Verification techniques

Bounded model checking (BMC). Unroll the transition relation for k steps, creating variables for each time step. Check whether the invariant can be violated at any step. If a violation is found, reconstruct a concrete counterexample trace. Depth is configurable via --bmc-depth.

k-induction. A two-phase proof:

  1. Base case: check that the invariant holds for all states reachable in k steps (equivalent to BMC at depth k).
  2. Inductive step: assume the invariant holds for k consecutive states, and check that it holds for the (k+1)th state.

If both phases pass, the invariant holds for all reachable states regardless of depth. Many practical invariants are 2-inductive (k=2 suffices).

CTI learning. When the inductive step fails, the counterexample-to-induction (CTI) is analyzed. If the CTI state is unreachable (determined by a BMC check), a blocking clause is added to exclude it, and induction is retried. This loop iteratively strengthens the inductive hypothesis.

IC3/PDR via CHC solving.
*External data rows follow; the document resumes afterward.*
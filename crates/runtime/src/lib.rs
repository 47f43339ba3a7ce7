use anyhow::{Context, Result};
use axum::Router;
use parlor_api::{build_router, AppState};
use parlor_auth::Authenticator;
use parlor_chats::{ChatServices, ReadEvent};
use parlor_config::AppConfig;
use parlor_database::{initialize_database, DatabaseConnection};
use sqlx::SqlitePool;
use tokio::{sync::broadcast::error::RecvError, task::JoinHandle};
use tracing::{debug, info, warn};

pub mod seed;

pub mod telemetry {
    use anyhow::Result;
    use tracing_subscriber::{fmt::SubscriberBuilder, EnvFilter};

    pub const DEFAULT_FILTER: &str = "info";

    /// `RUST_LOG` when set and valid, otherwise `fallback`.
    pub fn env_filter(fallback: &str) -> EnvFilter {
        EnvFilter::try_from_default_env().unwrap_or_else(|_| EnvFilter::new(fallback))
    }

    pub fn init_tracing() -> Result<()> {
        let subscriber = SubscriberBuilder::default()
            .with_env_filter(env_filter(DEFAULT_FILTER))
            .with_target(true)
            .finish();

        tracing::subscriber::set_global_default(subscriber)
            .map_err(|error| anyhow::anyhow!("failed to set tracing subscriber: {error}"))
    }
}

/// Everything the server needs, wired against one SQLite pool.
#[derive(Clone)]
pub struct BackendServices {
    pub db_pool: SqlitePool,
    pub authenticator: Authenticator,
    pub chats: ChatServices,
}

impl BackendServices {
    pub async fn initialise(config: &AppConfig) -> Result<Self> {
        config
            .messaging
            .validate()
            .context("invalid messaging configuration")?;

        let db_pool = initialize_database(&config.database)
            .await
            .context("failed to initialise database")?;

        let authenticator = Authenticator::new(db_pool.clone(), config.auth.clone());
        let chats = ChatServices::sqlite(db_pool.clone(), &config.messaging);

        info!(
            database = %config.database.url,
            session_ttl = authenticator.session_ttl().num_seconds(),
            "backend services ready"
        );

        Ok(Self {
            db_pool,
            authenticator,
            chats,
        })
    }

    pub fn app_state(&self) -> AppState {
        AppState::from_database(
            DatabaseConnection::from_pool(self.db_pool.clone()),
            self.authenticator.clone(),
            self.chats.clone(),
        )
    }

    pub fn router(&self) -> Router {
        build_router(self.app_state())
    }

    /// Drain read events into the log until the tracker goes away.
    pub fn spawn_read_event_log(&self) -> JoinHandle<u64> {
        let mut events = self.chats.read_state.subscribe();
        tokio::spawn(async move {
            let mut seen = 0u64;
            loop {
                match events.recv().await {
                    Ok(event) => {
                        seen += 1;
                        log_read_event(&event);
                    }
                    Err(RecvError::Lagged(skipped)) => {
                        warn!(skipped, "read event log lagged behind");
                    }
                    Err(RecvError::Closed) => break,
                }
            }
            seen
        })
    }
}

fn log_read_event(event: &ReadEvent) {
    debug!(
        conversation_id = %event.conversation_id,
        user_id = event.user_id,
        last_read_message_id = event.last_read_message_id,
        "read marker advanced"
    );
}

pub async fn shutdown_signal() {
    if let Err(error) = tokio::signal::ctrl_c().await {
        warn!(?error, "failed to listen for shutdown signal");
    }
    info!("shutdown signal received");
}
//! Database migrations

use anyhow::Context;
use sqlx::{migrate::Migrator, SqlitePool};
use tracing::info;

/// Schema migrations embedded from the workspace `migrations/` directory
pub static MIGRATOR: Migrator = sqlx::migrate!("../../migrations");

/// Run database migrations
pub async fn run_migrations(pool: &SqlitePool) -> anyhow::Result<()> {
    MIGRATOR
        .run(pool)
        .await
        .context("database migrations failed")?;
    info!("database migrations applied");
    Ok(())
}

/// Number of migrations recorded as applied.
pub async fn applied_migrations(pool: &SqlitePool) -> anyhow::Result<i64> {
    let applied = sqlx::query_scalar("SELECT COUNT(*) FROM _sqlx_migrations WHERE success = 1")
        .fetch_one(pool)
        .await?;
    Ok(applied)
}

#[cfg(test)]
mod tests {
    use super::*;
    use crate::connection::prepare_database;
    use parlor_config::DatabaseConfig;
    use tempfile::TempDir;

    #[tokio::test]
    async fn test_migrations_are_idempotent() {
        let temp_dir = TempDir::new().unwrap();
        let db_path = temp_dir.path().join("test_migrations.db");

        let config = DatabaseConfig {
            url: format!("sqlite://{}", db_path.display()),
            max_connections: 1,
        };

        let pool = prepare_database(&config).await.unwrap();

        run_migrations(&pool).await.unwrap();
        run_migrations(&pool).await.unwrap();

        let applied = applied_migrations(&pool).await.unwrap();
        assert_eq!(applied as usize, MIGRATOR.iter().count());
    }
}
Uses Z3’s Spacer engine to solve the verification problem as a set of constrained Horn clauses (CHC). Spacer computes inductive invariants automatically using property-directed reachability (PDR). Multiple Spacer parameter profiles (default, aggressive, flexible) are available.
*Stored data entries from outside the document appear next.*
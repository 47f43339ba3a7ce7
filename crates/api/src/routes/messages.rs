use axum::{
    extract::{rejection::QueryRejection, Query, State},
    http::HeaderMap,
    Json,
};
use parlor_chats::SearchQuery;
use serde::Deserialize;
use utoipa::IntoParams;

use crate::{routes::models::SearchResponse, util::require_bearer, ApiError, AppState};

#[derive(Debug, Default, Deserialize, IntoParams)]
#[serde(rename_all = "camelCase")]
#[into_params(parameter_in = Query)]
pub struct SearchParams {
    /// Search text; at least two characters after trimming
    pub q: Option<String>,
    /// Restrict the search to one conversation
    pub conversation_id: Option<String>,
    pub limit: Option<u32>,
}

impl SearchParams {
    fn into_query(self) -> SearchQuery {
        SearchQuery {
            query: self.q.unwrap_or_default(),
            // an empty filter means "all conversations"
            conversation_id: self.conversation_id.filter(|id| !id.trim().is_empty()),
            limit: self.limit,
        }
    }
}

#[utoipa::path(
    get,
    path = "/api/messages/search",
    tag = "Messages",
    security(("bearerAuth" = [])),
    params(SearchParams),
    responses(
        (status = 200, description = "Matching messages, newest first", body = SearchResponse),
        (status = 400, description = "Query shorter than two characters", body = crate::error::ErrorResponse),
        (status = 401, description = "Authentication required", body = crate::error::ErrorResponse),
        (status = 403, description = "Not a participant of the filtered conversation", body = crate::error::ErrorResponse),
        (status = 404, description = "Filtered conversation not found", body = crate::error::ErrorResponse),
        (status = 500, description = "Search failed", body = crate::error::ErrorResponse)
    )
)]
pub async fn search_messages(
    State(state): State<AppState>,
    headers: HeaderMap,
    params: Result<Query<SearchParams>, QueryRejection>,
) -> Result<Json<SearchResponse>, ApiError> {
    let token = require_bearer(&headers)?;
    let user = state.authenticate(&token).await?;
    let Query(params) = params.map_err(|rejection| ApiError::bad_request(rejection.body_text()))?;

    let query = params.into_query();
    let messages = state.chats().search.search(user.id, &query).await?;

    Ok(Json(SearchResponse {
        messages: messages.into_iter().map(Into::into).collect(),
        query: query.query.trim().to_string(),
        conversation_id: query.conversation_id,
    }))
}
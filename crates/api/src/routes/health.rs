use axum::{extract::State, Json};
use chrono::Utc;
use serde::{Deserialize, Serialize};
use tracing::warn;
use utoipa::ToSchema;

use crate::AppState;

#[derive(Debug, Serialize, Deserialize, ToSchema)]
pub struct HealthResponse {
    /// `ok`, or `degraded` when the database does not answer
    pub status: String,
    /// Database reachability; absent when the service runs without one
    pub database: Option<bool>,
    pub timestamp: String,
}

#[utoipa::path(
    get,
    path = "/health",
    tag = "Health",
    responses(
        (status = 200, description = "Service health", body = HealthResponse)
    )
)]
pub async fn health_check(State(state): State<AppState>) -> Json<HealthResponse> {
    let database = match state.database() {
        Some(database) => Some(match database.test_connection().await {
            Ok(()) => true,
            Err(error) => {
                warn!(error = ?error, "database health check failed");
                false
            }
        }),
        None => None,
    };

    let status = if database == Some(false) { "degraded" } else { "ok" };

    Json(HealthResponse {
        status: status.to_string(),
        database,
        timestamp: Utc::now().to_rfc3339(),
    })
}
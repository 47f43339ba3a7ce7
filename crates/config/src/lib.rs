use anyhow::{ensure, Context};
use serde::{Deserialize, Serialize};
use std::path::PathBuf;
use tracing::debug;

const DEFAULT_CONFIG_FILES: &[&str] = &[
    "parlor.toml",
    "config/parlor.toml",
    "crates/config/parlor.toml",
    "../parlor.toml",
    "../config/parlor.toml",
    "../crates/config/parlor.toml",
];

#[derive(Debug, Clone, Serialize, Deserialize, Default)]
pub struct AppConfig {
    pub http: HttpConfig,
    pub database: DatabaseConfig,
    pub auth: AuthConfig,
    #[serde(default)]
    pub messaging: MessagingConfig,
}

#[derive(Debug, Clone, Serialize, Deserialize)]
pub struct HttpConfig {
    pub address: String,
    pub port: u16,
}

impl Default for HttpConfig {
    fn default() -> Self {
        Self {
            address: "127.0.0.1".to_string(),
            port: 7070,
        }
    }
}

#[derive(Debug, Clone, Serialize, Deserialize)]
pub struct DatabaseConfig {
    pub url: String,
    pub max_connections: u32,
}

impl Default for DatabaseConfig {
    fn default() -> Self {
        Self {
            url: "sqlite://parlor.db".to_string(),
            max_connections: 10,
        }
    }
}

#[derive(Debug, Clone, Serialize, Deserialize)]
pub struct AuthConfig {
    #[serde(default = "AuthConfig::default_session_ttl")]
    pub session_ttl_seconds: u64,
}

impl Default for AuthConfig {
    fn default() -> Self {
        Self {
            session_ttl_seconds: Self::default_session_ttl(),
        }
    }
}

impl AuthConfig {
    fn default_session_ttl() -> u64 {
        86_400
    }
}

/// Tunables for conversation listing, search and read-state fan-out.
///
/// ```
/// use parlor_config::MessagingConfig;
///
/// let messaging = MessagingConfig::default();
/// assert_eq!(messaging.search_default_limit, 50);
/// assert!(messaging.search_default_limit <= messaging.search_max_limit);
/// ```
#[derive(Debug, Clone, Serialize, Deserialize)]
pub struct MessagingConfig {
    #[serde(default = "MessagingConfig::default_search_limit")]
    pub search_default_limit: u32,
    #[serde(default = "MessagingConfig::default_search_max_limit")]
    pub search_max_limit: u32,
    #[serde(default = "MessagingConfig::default_page_limit")]
    pub message_page_limit: u32,
    #[serde(default = "MessagingConfig::default_read_event_capacity")]
    pub read_event_capacity: usize,
}

impl MessagingConfig {
    const fn default_search_limit() -> u32 {
        50
    }

    const fn default_search_max_limit() -> u32 {
        200
    }

    const fn default_page_limit() -> u32 {
        100
    }

    const fn default_read_event_capacity() -> usize {
        256
    }

    /// Reject combinations the services cannot honour.
    pub fn validate(&self) -> anyhow::Result<()> {
        ensure!(self.search_max_limit > 0, "messaging.search_max_limit must be positive");
        ensure!(
            self.search_default_limit > 0,
            "messaging.search_default_limit must be positive"
        );
        ensure!(
            self.search_default_limit <= self.search_max_limit,
            "messaging.search_default_limit ({}) exceeds messaging.search_max_limit ({})",
            self.search_default_limit,
            self.search_max_limit
        );
        ensure!(self.message_page_limit > 0, "messaging.message_page_limit must be positive");
        ensure!(
            self.read_event_capacity > 0,
            "messaging.read_event_capacity must be positive"
        );
        Ok(())
    }
}

impl Default for MessagingConfig {
    fn default() -> Self {
        Self {
            search_default_limit: Self::default_search_limit(),
            search_max_limit: Self::default_search_max_limit(),
            message_page_limit: Self::default_page_limit(),
            read_event_capacity: Self::default_read_event_capacity(),
        }
    }
}

/// Load the application configuration by combining defaults, files, and environment overrides.
///
/// ```
/// use parlor_config::load;
///
/// std::env::remove_var("PARLOR_CONFIG");
///
/// let config = load().expect("configuration should load with defaults");
/// assert!(!config.http.address.is_empty());
/// ```
pub fn load() -> anyhow::Result<AppConfig> {
    let defaults = AppConfig::default();

    let session_ttl = i64::try_from(defaults.auth.session_ttl_seconds).unwrap_or(i64::MAX);

    let mut builder = config::Config::builder()
        .set_default("http.address", defaults.http.address.clone())?
        .set_default("http.port", i64::from(defaults.http.port))?
        .set_default("database.url", defaults.database.url.clone())?
        .set_default(
            "database.max_connections",
            i64::from(defaults.database.max_connections),
        )?
        .set_default("auth.session_ttl_seconds", session_ttl)?
        .set_default(
            "messaging.search_default_limit",
            i64::from(defaults.messaging.search_default_limit),
        )?
        .set_default(
            "messaging.search_max_limit",
            i64::from(defaults.messaging.search_max_limit),
        )?
        .set_default(
            "messaging.message_page_limit",
            i64::from(defaults.messaging.message_page_limit),
        )?
        .set_default(
            "messaging.read_event_capacity",
            i64::try_from(defaults.messaging.read_event_capacity).unwrap_or(i64::MAX),
        )?;

    let environment_overrides = config::Environment::with_prefix("PARLOR").separator("__");

    let mut config_file_attached = false;

    if let Ok(path) = std::env::var("PARLOR_CONFIG") {
        builder = builder.add_source(config::File::from(PathBuf::from(&path)));
        config_file_attached = true;
        debug!(path, "loading configuration via PARLOR_CONFIG");
    } else if let Ok(cwd) = std::env::current_dir() {
        let fallback = DEFAULT_CONFIG_FILES
            .iter()
            .map(|candidate| cwd.join(candidate))
            .find(|path| path.exists());

        if let Some(path) = fallback {
            debug!(path = %path.display(), "loading configuration file");
            builder = builder.add_source(config::File::from(path));
            config_file_attached = true;
        }
    }

    if !config_file_attached {
        debug!("no configuration file found, relying on defaults and environment overrides");
    }

    builder = builder.add_source(environment_overrides);

    let cfg = builder.build().context("unable to build configuration")?;

    let mut config = cfg
        .try_deserialize::<AppConfig>()
        .context("invalid configuration")?;

    if config.auth.session_ttl_seconds > i64::MAX as u64 {
        config.auth.session_ttl_seconds = i64::MAX as u64;
    }

    config
        .messaging
        .validate()
        .context("invalid messaging configuration")?;

    debug!(?config, "loaded backend configuration");
    Ok(config)
}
Golem CHC solver. An alternative CHC backend to Z3 Spacer, available when the Golem binary is installed. Can sometimes solve problems that Spacer cannot.
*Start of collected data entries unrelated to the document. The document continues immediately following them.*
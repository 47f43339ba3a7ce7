//! Integration tests for the chats crate against a real SQLite database.

use std::sync::Arc;

use chrono::Utc;
use parlor_chats::{
    ChatError, ChatServices, ConversationRepository, MessageRepository, MessageStore,
    NotificationRepository, ParticipantDirectory, ReadMarkerRepository, ReadMarkerStore,
    SearchQuery,
};
use parlor_config::{DatabaseConfig, MessagingConfig};
use sqlx::SqlitePool;
use tempfile::TempDir;

type TestResult<T = ()> = Result<T, Box<dyn std::error::Error>>;

struct TestContext {
    pool: SqlitePool,
    services: ChatServices,
    conversations: ConversationRepository,
    messages: MessageRepository,
    _temp_dir: TempDir,
}

impl TestContext {
    async fn new() -> TestResult<Self> {
        let temp_dir = TempDir::new()?;
        let db_path = temp_dir.path().join("chats.sqlite");

        let pool = parlor_database::initialize_database(&DatabaseConfig {
            url: format!("sqlite://{}", db_path.display()),
            max_connections: 5,
        })
        .await?;

        Ok(Self {
            services: ChatServices::sqlite(pool.clone(), &MessagingConfig::default()),
            conversations: ConversationRepository::new(pool.clone()),
            messages: MessageRepository::new(pool.clone()),
            pool,
            _temp_dir: temp_dir,
        })
    }

    async fn insert_user(&self, public_id: &str) -> TestResult<i64> {
        let now = Utc::now().to_rfc3339();
        let id = sqlx::query(
            "INSERT INTO users (public_id, email, display_name, created_at, updated_at) VALUES (?, NULL, ?, ?, ?)",
        )
        .bind(public_id)
        .bind(public_id)
        .bind(&now)
        .bind(&now)
        .execute(&self.pool)
        .await?
        .last_insert_rowid();
        Ok(id)
    }
}

#[tokio::test]
async fn scenario_search_and_mark_read_round_trip() -> TestResult {
    let ctx = TestContext::new().await?;
    let alice = ctx.insert_user("alice").await?;
    let bob = ctx.insert_user("bob").await?;
    let carol = ctx.insert_user("carol").await?;

    let c1 = ctx.conversations.create(Some("C1"), &[alice, bob]).await?;
    let hello = ctx.messages.create(&c1.public_id, bob, "hello world").await?;

    let results = ctx.services.search.search(alice, &SearchQuery::new("hello")).await?;
    assert_eq!(results.len(), 1);
    assert_eq!(results[0].body, "hello world");
    assert_eq!(results[0].conversation_id, c1.public_id);
    assert_eq!(results[0].author_public_id, "bob");

    assert!(ctx.services.search.search(carol, &SearchQuery::new("hi")).await?.is_empty());

    let err = ctx
        .services
        .search
        .search(alice, &SearchQuery::new("h"))
        .await
        .expect_err("single character query must fail");
    assert!(matches!(err, ChatError::InvalidArgument { .. }));

    let marker = ctx
        .services
        .read_state
        .mark_read(&c1.public_id, alice, None)
        .await?
        .expect("marker should exist");
    assert_eq!(marker.last_read_message_id, hello.sequence);

    Ok(())
}

#[tokio::test]
async fn registry_distinguishes_missing_conversation_from_non_member() -> TestResult {
    let ctx = TestContext::new().await?;
    let alice = ctx.insert_user("alice").await?;
    let carol = ctx.insert_user("carol").await?;
    let c1 = ctx.conversations.create(None, &[alice]).await?;

    assert!(ctx.services.registry.is_participant(&c1.public_id, alice).await?);
    assert!(!ctx.services.registry.is_participant(&c1.public_id, carol).await?);

    let err = ctx
        .services
        .registry
        .is_participant("does-not-exist", alice)
        .await
        .expect_err("missing conversation");
    assert!(matches!(err, ChatError::ConversationNotFound { .. }));

    ctx.conversations.add_participant(&c1.public_id, carol).await?;
    assert!(ctx.services.registry.is_participant(&c1.public_id, carol).await?);

    Ok(())
}

#[tokio::test]
async fn read_marker_upsert_is_monotonic() -> TestResult {
    let ctx = TestContext::new().await?;
    let alice = ctx.insert_user("alice").await?;
    let c1 = ctx.conversations.create(None, &[alice]).await?;
    let markers = ReadMarkerRepository::new(ctx.pool.clone());

    assert!(markers.advance(&c1.public_id, alice, 10).await?);
    assert!(!markers.advance(&c1.public_id, alice, 4).await?);
    assert!(!markers.advance(&c1.public_id, alice, 10).await?);
    assert!(markers.advance(&c1.public_id, alice, 11).await?);

    let marker = markers.get(&c1.public_id, alice).await?.expect("marker");
    assert_eq!(marker.last_read_message_id, 11);

    let rows: i64 = sqlx::query_scalar("SELECT COUNT(*) FROM read_markers")
        .fetch_one(&ctx.pool)
        .await?;
    assert_eq!(rows, 1, "at most one marker per pair");

    assert!(!markers.advance("missing", alice, 3).await?);

    Ok(())
}

#[tokio::test(flavor = "multi_thread", worker_threads = 4)]
async fn concurrent_mark_read_keeps_maximum() -> TestResult {
    let ctx = TestContext::new().await?;
    let alice = ctx.insert_user("alice").await?;
    let bob = ctx.insert_user("bob").await?;
    let c1 = ctx.conversations.create(None, &[alice, bob]).await?;

    let mut sequences = Vec::new();
    for i in 0..25 {
        sequences.push(ctx.messages.create(&c1.public_id, bob, &format!("message {i}")).await?.sequence);
    }
    let max = *sequences.iter().max().expect("messages");

    let tracker = Arc::new(ctx.services.read_state.clone());
    let mut handles = Vec::new();
    for sequence in sequences.into_iter().rev() {
        let tracker = Arc::clone(&tracker);
        let conversation = c1.public_id.clone();
        handles.push(tokio::spawn(async move {
            tracker.mark_read(&conversation, alice, Some(sequence)).await
        }));
    }
    for handle in handles {
        handle.await??;
    }

    let marker = ctx
        .services
        .read_state
        .marker(&c1.public_id, alice)
        .await?
        .expect("marker");
    assert_eq!(marker.last_read_message_id, max);

    Ok(())
}

#[tokio::test]
async fn search_scopes_to_visible_conversations() -> TestResult {
    let ctx = TestContext::new().await?;
    let alice = ctx.insert_user("alice").await?;
    let bob = ctx.insert_user("bob").await?;
    let mallory = ctx.insert_user("mallory").await?;

    let shared = ctx.conversations.create(None, &[alice, bob]).await?;
    let private = ctx.conversations.create(None, &[bob, mallory]).await?;
    ctx.messages.create(&private.public_id, mallory, "Hello secret plans").await?;
    let visible = ctx.messages.create(&shared.public_id, bob, "HELLO alice").await?;

    let results = ctx.services.search.search(alice, &SearchQuery::new("hello")).await?;
    assert_eq!(results.iter().map(|m| m.sequence).collect::<Vec<_>>(), vec![visible.sequence]);

    let err = ctx
        .services
        .search
        .search(alice, &SearchQuery::new("hello").in_conversation(private.public_id.clone()))
        .await
        .expect_err("outsider filter");
    assert!(matches!(err, ChatError::AccessDenied { .. }));

    let bob_results = ctx.services.search.search(bob, &SearchQuery::new("hello")).await?;
    assert_eq!(bob_results.len(), 2);
    assert!(bob_results[0].sequence > bob_results[1].sequence);

    Ok(())
}

#[tokio::test]
async fn search_treats_like_wildcards_literally() -> TestResult {
    let ctx = TestContext::new().await?;
    let alice = ctx.insert_user("alice").await?;
    let c1 = ctx.conversations.create(None, &[alice]).await?;
    ctx.messages.create(&c1.public_id, alice, "save 50% today").await?;
    ctx.messages.create(&c1.public_id, alice, "save 500 today").await?;
    ctx.messages.create(&c1.public_id, alice, "snake_case names").await?;
    ctx.messages.create(&c1.public_id, alice, "snakeXcase names").await?;

    let percent = ctx.services.search.search(alice, &SearchQuery::new("50%")).await?;
    assert_eq!(percent.len(), 1);
    assert_eq!(percent[0].body, "save 50% today");

    let underscore = ctx.services.search.search(alice, &SearchQuery::new("e_c")).await?;
    assert_eq!(underscore.len(), 1);
    assert_eq!(underscore[0].body, "snake_case names");

    Ok(())
}

#[tokio::test]
async fn externally_created_ids_are_opaque() -> TestResult {
    let ctx = TestContext::new().await?;
    let alice = ctx.insert_user("alice").await?;
    let bob = ctx.insert_user("bob").await?;
    let now = Utc::now().to_rfc3339();
    sqlx::query("INSERT INTO conversations (public_id, title, created_at, updated_at) VALUES (?, NULL, ?, ?)")
        .bind("team chat")
        .bind(&now)
        .bind(&now)
        .execute(&ctx.pool)
        .await?;
    ctx.conversations.add_participant("team chat", alice).await?;
    let message = ctx.messages.create("team chat", bob, "standup moved").await?;

    assert!(ctx.services.registry.is_participant("team chat", alice).await?);
    assert!(!ctx.services.registry.is_participant("team chat", bob).await?);

    let marker = ctx
        .services
        .read_state
        .mark_read("team chat", alice, None)
        .await?
        .ok_or("marker should exist")?;
    assert_eq!(marker.last_read_message_id, message.sequence);

    let results = ctx
        .services
        .search
        .search(alice, &SearchQuery::new("standup").in_conversation("team chat"))
        .await?;
    assert_eq!(results.len(), 1);

    let err = ctx
        .services
        .registry
        .is_participant(&"z".repeat(300), alice)
        .await
        .expect_err("unknown id should not resolve");
    assert!(matches!(err, ChatError::ConversationNotFound { .. }));
    Ok(())
}

#[tokio::test]
async fn non_ascii_needles_fold_through_unicode_lowercase() -> TestResult {
    let ctx = TestContext::new().await?;
    let alice = ctx.insert_user("alice").await?;
    let c1 = ctx.conversations.create(None, &[alice]).await?;
    // U+212A KELVIN SIGN lowercases to an ASCII 'k'
    ctx.messages.create(&c1.public_id, alice, "ran 5 km today").await?;

    let results = ctx
        .services
        .search
        .search(alice, &SearchQuery::new("5 \u{212A}m"))
        .await?;
    assert_eq!(results.len(), 1);
    assert_eq!(results[0].body, "ran 5 km today");
    Ok(())
}

#[tokio::test]
async fn search_folds_non_ascii_case() -> TestResult {
    let ctx = TestContext::new().await?;
    let alice = ctx.insert_user("alice").await?;
    let c1 = ctx.conversations.create(None, &[alice]).await?;
    ctx.messages.create(&c1.public_id, alice, "Grüße aus KÖLN").await?;
    ctx.messages.create(&c1.public_id, alice, "Greetings from Bonn").await?;

    let results = ctx.services.search.search(alice, &SearchQuery::new("köln")).await?;
    assert_eq!(results.len(), 1);
    assert_eq!(results[0].body, "Grüße aus KÖLN");

    Ok(())
}

#[tokio::test]
async fn search_limit_is_clamped_and_applied() -> TestResult {
    let ctx = TestContext::new().await?;
    let alice = ctx.insert_user("alice").await?;
    let c1 = ctx.conversations.create(None, &[alice]).await?;
    for i in 0..5 {
        ctx.messages.create(&c1.public_id, alice, &format!("ping {i}")).await?;
    }

    let limited = ctx
        .services
        .search
        .search(alice, &SearchQuery::new("ping").with_limit(3))
        .await?;
    assert_eq!(
        limited.iter().map(|m| m.body.as_str()).collect::<Vec<_>>(),
        ["ping 4", "ping 3", "ping 2"]
    );

    let clamped = ctx
        .services
        .search
        .search(alice, &SearchQuery::new("ping").with_limit(10_000))
        .await?;
    assert_eq!(clamped.len(), 5);

    Ok(())
}

#[tokio::test]
async fn listing_and_unread_counts() -> TestResult {
    let ctx = TestContext::new().await?;
    let alice = ctx.insert_user("alice").await?;
    let bob = ctx.insert_user("bob").await?;
    let c1 = ctx.conversations.create(None, &[alice, bob]).await?;

    let first = ctx.messages.create(&c1.public_id, bob, "one").await?;
    ctx.messages.create(&c1.public_id, alice, "two").await?;
    ctx.messages.create(&c1.public_id, bob, "three").await?;

    let page = ctx
        .services
        .messages
        .list_messages(&c1.public_id, alice, Some(first.sequence), None)
        .await?;
    assert_eq!(page.iter().map(|m| m.body.as_str()).collect::<Vec<_>>(), ["two", "three"]);

    let summary = ctx.services.read_state.unread_count(&c1.public_id, alice).await?;
    assert_eq!(summary.unread_count, 2);

    ctx.services
        .read_state
        .mark_read(&c1.public_id, alice, Some(first.sequence))
        .await?;
    let summary = ctx.services.read_state.unread_count(&c1.public_id, alice).await?;
    assert_eq!(summary.unread_count, 1);
    assert_eq!(summary.last_read_message_id, Some(first.sequence));

    Ok(())
}

#[tokio::test]
async fn message_store_lookups() -> TestResult {
    let ctx = TestContext::new().await?;
    let alice = ctx.insert_user("alice").await?;
    let c1 = ctx.conversations.create(None, &[alice]).await?;
    let c2 = ctx.conversations.create(None, &[alice]).await?;

    assert!(ctx.messages.latest_message(&c1.public_id).await?.is_none());
    let m1 = ctx.messages.create(&c1.public_id, alice, "first").await?;
    let m2 = ctx.messages.create(&c2.public_id, alice, "other").await?;

    assert_eq!(ctx.messages.latest_message(&c1.public_id).await?, Some(m1.clone()));
    assert!(ctx.messages.find_message(&c1.public_id, m2.sequence).await?.is_none());
    assert_eq!(ctx.conversations.conversations_for_user(alice).await?.len(), 2);

    let err = ctx
        .messages
        .create("missing", alice, "orphan")
        .await
        .expect_err("unknown conversation");
    assert!(matches!(err, ChatError::ConversationNotFound { .. }));

    Ok(())
}

#[tokio::test]
async fn notifications_mark_all_read() -> TestResult {
    let ctx = TestContext::new().await?;
    let alice = ctx.insert_user("alice").await?;
    let bob = ctx.insert_user("bob").await?;
    let notifications = NotificationRepository::new(ctx.pool.clone());

    notifications.create(alice, "mention", "You were mentioned", "bob mentioned you").await?;
    notifications.create(alice, "system", "Welcome", "Hello!").await?;
    notifications.create(bob, "system", "Welcome", "Hello!").await?;

    assert_eq!(ctx.services.notifications.mark_all_read(alice).await?, 2);
    assert_eq!(ctx.services.notifications.mark_all_read(alice).await?, 0);

    let remaining = notifications.find_by_user_id(bob, 10).await?;
    assert_eq!(remaining.len(), 1);
    assert!(!remaining[0].read);

    Ok(())
}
Portfolio mode. Runs BMC, k-induction, and IC3 in parallel (separate threads) and takes the first result. Useful when it’s unclear which technique will work best for a given spec.

Smart cascade. The default symbolic mode. Tries techniques in order of cost: single-step induction → k-induction with CTI → IC3 → BMC. Stops as soon as one succeeds. For most small-to-medium specs, induction or k-induction succeeds in milliseconds.

Configurable solver timeout

Symbolic solver calls have a configurable timeout (--solver-timeout). This prevents individual Z3 calls from blocking indefinitely on hard instances.

State space reductions

Partial order reduction (POR)

--por computes stubborn sets using guard-based precomputation. For each state, Specl identifies which actions are independent (don’t read/write overlapping variables) and explores only a sufficient subset. The implementation uses instance-level POR with key tracking — independence is checked at the level of specific dict keys, not whole variables.

Sleep sets provide additional reduction on top of stubborn sets. When two actions are independent and one has already been explored, the other is added to the sleep set and skipped in successor states.

Symmetry reduction

--symmetry canonicalizes states by computing orbit representatives — sorting process indices when processes are interchangeable. The implementation detects symmetry groups automatically from the spec structure.

Cone of influence (COI)

At compile time, Specl computes which variables each action reads and writes. Actions that cannot affect any checked invariant variable (transitively) are skipped entirely. When --check-only is used to check a specific invariant, the COI analysis filters both actions and invariant checks. Automatic and zero-overhead.

Alternative exploration modes

Directed search (--directed)

Priority-guided BFS that scores states by proximity to potential invariant violations. States that are “closer” to violating an invariant (based on guard and invariant analysis) are explored first. Useful for finding bugs faster in large state spaces.

Swarm verification (--swarm N)

Runs N parallel model checker instances, each with a different random permutation of the action order. Different action orderings explore different parts of the state space first, increasing the chance of finding violations in bounded time. Combines with --max-time for time-bounded bug hunting.

Simulation (specl simulate)

Random trace exploration without exhaustive search. Generates random execution traces by picking enabled actions uniformly at random. Useful for quick sanity checks and understanding spec behavior before committing to full model checking.